# TASK GOAL
Take the lines below between the one holding "filename src/routing/rewriter.rs" and the one holding "survive the rewrite", inclusive, and copy them exactly. Add nothing.

# SOURCE RECORDS
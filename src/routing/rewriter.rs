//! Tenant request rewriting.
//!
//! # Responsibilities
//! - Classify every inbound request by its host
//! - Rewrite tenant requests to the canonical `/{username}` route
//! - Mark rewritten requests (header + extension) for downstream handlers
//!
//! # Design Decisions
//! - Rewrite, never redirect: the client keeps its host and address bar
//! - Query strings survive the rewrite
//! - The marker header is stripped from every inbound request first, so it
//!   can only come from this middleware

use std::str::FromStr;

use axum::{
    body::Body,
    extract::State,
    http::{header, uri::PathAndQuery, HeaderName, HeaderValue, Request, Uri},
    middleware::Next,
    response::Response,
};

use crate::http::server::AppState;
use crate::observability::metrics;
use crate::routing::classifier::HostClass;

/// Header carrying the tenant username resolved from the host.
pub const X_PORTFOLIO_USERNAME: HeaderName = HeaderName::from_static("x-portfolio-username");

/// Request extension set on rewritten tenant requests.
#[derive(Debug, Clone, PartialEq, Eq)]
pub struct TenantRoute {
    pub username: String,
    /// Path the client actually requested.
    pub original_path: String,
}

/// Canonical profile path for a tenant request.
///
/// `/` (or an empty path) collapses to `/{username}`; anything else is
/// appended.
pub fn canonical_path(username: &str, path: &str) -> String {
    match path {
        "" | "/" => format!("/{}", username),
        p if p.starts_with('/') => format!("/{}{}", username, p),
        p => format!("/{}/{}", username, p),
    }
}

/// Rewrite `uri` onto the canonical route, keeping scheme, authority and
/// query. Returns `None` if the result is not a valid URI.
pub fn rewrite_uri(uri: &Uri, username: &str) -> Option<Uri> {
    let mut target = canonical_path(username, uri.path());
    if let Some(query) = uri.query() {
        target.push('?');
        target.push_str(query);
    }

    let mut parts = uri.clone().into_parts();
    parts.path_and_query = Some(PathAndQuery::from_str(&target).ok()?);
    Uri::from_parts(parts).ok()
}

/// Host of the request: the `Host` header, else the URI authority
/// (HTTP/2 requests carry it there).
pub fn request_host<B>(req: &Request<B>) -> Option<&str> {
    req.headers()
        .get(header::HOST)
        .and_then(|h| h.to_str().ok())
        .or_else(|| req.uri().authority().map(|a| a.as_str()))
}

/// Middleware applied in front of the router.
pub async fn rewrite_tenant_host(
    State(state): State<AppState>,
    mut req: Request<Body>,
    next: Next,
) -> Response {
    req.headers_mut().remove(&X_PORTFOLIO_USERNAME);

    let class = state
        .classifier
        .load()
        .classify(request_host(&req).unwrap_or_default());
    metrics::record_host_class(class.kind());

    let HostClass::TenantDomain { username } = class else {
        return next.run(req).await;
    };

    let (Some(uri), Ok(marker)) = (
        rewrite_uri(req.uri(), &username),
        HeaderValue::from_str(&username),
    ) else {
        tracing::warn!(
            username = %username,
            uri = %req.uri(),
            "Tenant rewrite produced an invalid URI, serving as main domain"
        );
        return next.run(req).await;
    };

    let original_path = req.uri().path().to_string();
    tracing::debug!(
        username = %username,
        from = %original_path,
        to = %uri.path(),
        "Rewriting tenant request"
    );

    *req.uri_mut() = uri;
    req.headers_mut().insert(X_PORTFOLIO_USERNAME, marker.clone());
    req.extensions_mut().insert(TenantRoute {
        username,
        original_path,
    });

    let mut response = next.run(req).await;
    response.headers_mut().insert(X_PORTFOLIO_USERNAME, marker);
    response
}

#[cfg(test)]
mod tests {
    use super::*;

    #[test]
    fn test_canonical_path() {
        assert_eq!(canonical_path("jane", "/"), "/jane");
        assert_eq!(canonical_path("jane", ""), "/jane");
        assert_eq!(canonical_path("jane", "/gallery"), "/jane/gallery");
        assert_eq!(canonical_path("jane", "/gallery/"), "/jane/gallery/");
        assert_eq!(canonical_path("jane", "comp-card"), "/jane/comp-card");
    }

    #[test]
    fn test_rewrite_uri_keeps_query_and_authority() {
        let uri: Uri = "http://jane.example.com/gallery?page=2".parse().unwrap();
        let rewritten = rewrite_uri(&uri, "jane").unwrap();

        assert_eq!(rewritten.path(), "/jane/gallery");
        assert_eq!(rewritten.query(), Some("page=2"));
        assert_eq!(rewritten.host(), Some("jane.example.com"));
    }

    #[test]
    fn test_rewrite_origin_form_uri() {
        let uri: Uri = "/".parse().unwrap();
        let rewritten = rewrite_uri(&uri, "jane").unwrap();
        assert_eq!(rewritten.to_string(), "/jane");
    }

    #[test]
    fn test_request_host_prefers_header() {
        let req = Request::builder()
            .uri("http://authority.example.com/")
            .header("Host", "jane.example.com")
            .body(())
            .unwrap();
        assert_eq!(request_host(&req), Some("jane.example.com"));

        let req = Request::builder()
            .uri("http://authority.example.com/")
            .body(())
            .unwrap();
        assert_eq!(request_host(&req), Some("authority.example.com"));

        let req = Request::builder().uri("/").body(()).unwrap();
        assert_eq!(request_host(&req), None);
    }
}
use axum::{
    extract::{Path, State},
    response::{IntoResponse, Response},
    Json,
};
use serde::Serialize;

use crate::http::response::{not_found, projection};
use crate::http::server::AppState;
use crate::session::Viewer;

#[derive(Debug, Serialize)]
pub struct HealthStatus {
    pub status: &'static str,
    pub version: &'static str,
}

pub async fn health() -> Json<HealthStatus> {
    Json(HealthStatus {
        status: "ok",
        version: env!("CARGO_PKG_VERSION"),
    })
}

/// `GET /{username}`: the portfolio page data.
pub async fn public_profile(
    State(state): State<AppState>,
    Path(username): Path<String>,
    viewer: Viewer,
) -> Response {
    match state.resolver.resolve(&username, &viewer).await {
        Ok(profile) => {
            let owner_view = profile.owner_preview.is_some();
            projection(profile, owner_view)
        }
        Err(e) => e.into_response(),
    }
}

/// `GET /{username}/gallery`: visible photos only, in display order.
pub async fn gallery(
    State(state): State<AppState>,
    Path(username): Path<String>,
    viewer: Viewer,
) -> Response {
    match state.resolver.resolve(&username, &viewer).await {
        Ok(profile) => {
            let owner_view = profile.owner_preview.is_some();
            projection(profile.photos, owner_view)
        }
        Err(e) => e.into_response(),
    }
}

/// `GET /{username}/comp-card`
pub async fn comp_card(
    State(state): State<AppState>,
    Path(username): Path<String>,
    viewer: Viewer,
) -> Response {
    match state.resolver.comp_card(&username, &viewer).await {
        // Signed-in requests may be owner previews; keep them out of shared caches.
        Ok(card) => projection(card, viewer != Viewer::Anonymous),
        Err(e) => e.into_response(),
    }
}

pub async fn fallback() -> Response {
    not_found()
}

* * *

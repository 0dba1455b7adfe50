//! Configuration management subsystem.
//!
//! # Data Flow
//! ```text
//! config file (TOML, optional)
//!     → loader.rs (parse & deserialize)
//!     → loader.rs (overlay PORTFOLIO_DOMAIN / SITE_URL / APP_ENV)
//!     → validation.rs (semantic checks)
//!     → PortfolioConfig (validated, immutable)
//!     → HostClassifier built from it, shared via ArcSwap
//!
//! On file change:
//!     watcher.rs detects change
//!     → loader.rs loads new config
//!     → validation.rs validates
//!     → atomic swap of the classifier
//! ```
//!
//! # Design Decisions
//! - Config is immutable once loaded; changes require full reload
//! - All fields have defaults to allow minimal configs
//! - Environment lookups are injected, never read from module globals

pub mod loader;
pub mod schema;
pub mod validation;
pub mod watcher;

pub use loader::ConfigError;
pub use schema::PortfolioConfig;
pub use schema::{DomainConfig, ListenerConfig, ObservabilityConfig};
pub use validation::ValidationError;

# ANSWER TO THIS TASK
filename src/routing/rewriter.rs
//! Tenant request rewriting.
//!
//! # Responsibilities
//! - Classify every inbound request by its host
//! - Rewrite tenant requests to the canonical `/{username}` route
//! - Mark rewritten requests (header + extension) for downstream handlers
//!
//! # Design Decisions
//! - Rewrite, never redirect: the client keeps its host and address bar
//! - Query strings survive the rewrite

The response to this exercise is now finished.